The effect of ageing has been researched extensively to ascertain how this natural phenomenon might manifest in bone health, muscle quality and dynamic movement degradation[1]-[4]. Although less than post-menopausal females, males still experience a loss of ~1% bone mass per year after the age of 50[5]. Furthermore, cellular mechanisms to increase and maintain muscle mass begin to decay even in the active, ageing population, ultimately decreasing longevity[6,7]. The downstream effect of this reduction in muscle mass is the lessened capacity of the contractile elements as a whole to generate force[4]. With age-associated strength decrements, quality of movement can also be affected, which has been shown in different types of stretch-shortening cycle (SSC) tasks compared between younger and older populations[8], however, little information exists on how characteristics of the lower leg, in particular, differ between groups. Such knowledge is valuable, since proprioceptive feedback and reflex-loops concerning ankle position adjustment have been suggested to suffer in an elderly, high fall risk population[9]. The purpose of the current investigation was to compare young and elderly individuals by examining bone, muscle, strength and SSC performance in a single joint model to elucidate potential effects of ageing.

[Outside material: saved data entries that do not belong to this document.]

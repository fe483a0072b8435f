//! Article repository trait.

use async_trait::async_trait;

use crate::domain::entities::article::{Article, NewArticle};
use crate::errors::DomainError;

/// Repository trait for Article persistence operations
#[async_trait]
pub trait ArticleRepository: Send + Sync {
    /// Store a new article, assigning id and timestamps
    async fn save(&self, article: NewArticle) -> Result<Article, DomainError>;

    /// All articles ordered by id
    async fn find_all(&self) -> Result<Vec<Article>, DomainError>;

    async fn find_by_id(&self, id: i64) -> Result<Option<Article>, DomainError>;

    /// Persist title, content and `updated_at` of an existing article
    ///
    /// # Returns
    /// * `Err(DomainError::NotFound)` - No article with that id
    async fn update(&self, article: Article) -> Result<Article, DomainError>;

    /// Delete an article
    ///
    /// # Returns
    /// * `Ok(true)` - Article deleted
    /// * `Ok(false)` - Article did not exist
    async fn delete_by_id(&self, id: i64) -> Result<bool, DomainError>;
}
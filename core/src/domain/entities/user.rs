//! User entity representing a registered account.

use serde::{Deserialize, Serialize};

/// Numeric user identifier, assigned by the store and never changed
pub type UserId = i64;

/// User entity representing a registered user
#[derive(Debug, Clone, PartialEq, Eq, Serialize, Deserialize)]
pub struct User {
    /// Unique identifier for the user
    pub id: UserId,

    /// Unique email, used as the token subject
    pub email: String,

    /// bcrypt hash of the password
    #[serde(skip_serializing)]
    pub password: String,
}

impl User {
    pub fn new(id: UserId, email: impl Into<String>, password: impl Into<String>) -> Self {
        Self {
            id,
            email: email.into(),
            password: password.into(),
        }
    }
}

/// A user that has not been persisted yet
#[derive(Debug, Clone, PartialEq, Eq)]
pub struct NewUser {
    pub email: String,
    /// Already hashed
    pub password: String,
}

Osteoporosis and bone fracture risk is of serious concern in geriatric individuals[5]. However, efforts to determine and combat underpinning reasons for this issue are more prominent in females than males[10]; the overarching decline in bone health exists in both sexes due to ageing[3]. Mechanical loads imposed on the skeletal system during exercise are beneficial for prevention of age-related bone mineral density decrements[11]. For example, it was recently demonstrated that dancers possess higher tibial stress-strain indexes and ultimate fracture loads than their untrained counterparts as evaluated by peripheral quantitative computed tomography (pQCT)[12]. Levels of physical activity during developmental stages of life have in fact shown significant effects on bone health measures in older males[13], indicating that prolonging bone demineralization begins early on. The aforementioned study found that elderly males who participated in high levels of physical activity during their youth possessed greater tibial cross-sectional area (CSA), bone failure load and bone stiffness than males with lower levels of physical activity[13]. Maintaining a healthy and active lifestyle is imperative for the elderly to preserve functionality and attenuate fracture risk, especially due to falls[14]. Thus, physical activity is promoted not only to improve bone health, but to also augment levels of muscle mass and muscle force output[7].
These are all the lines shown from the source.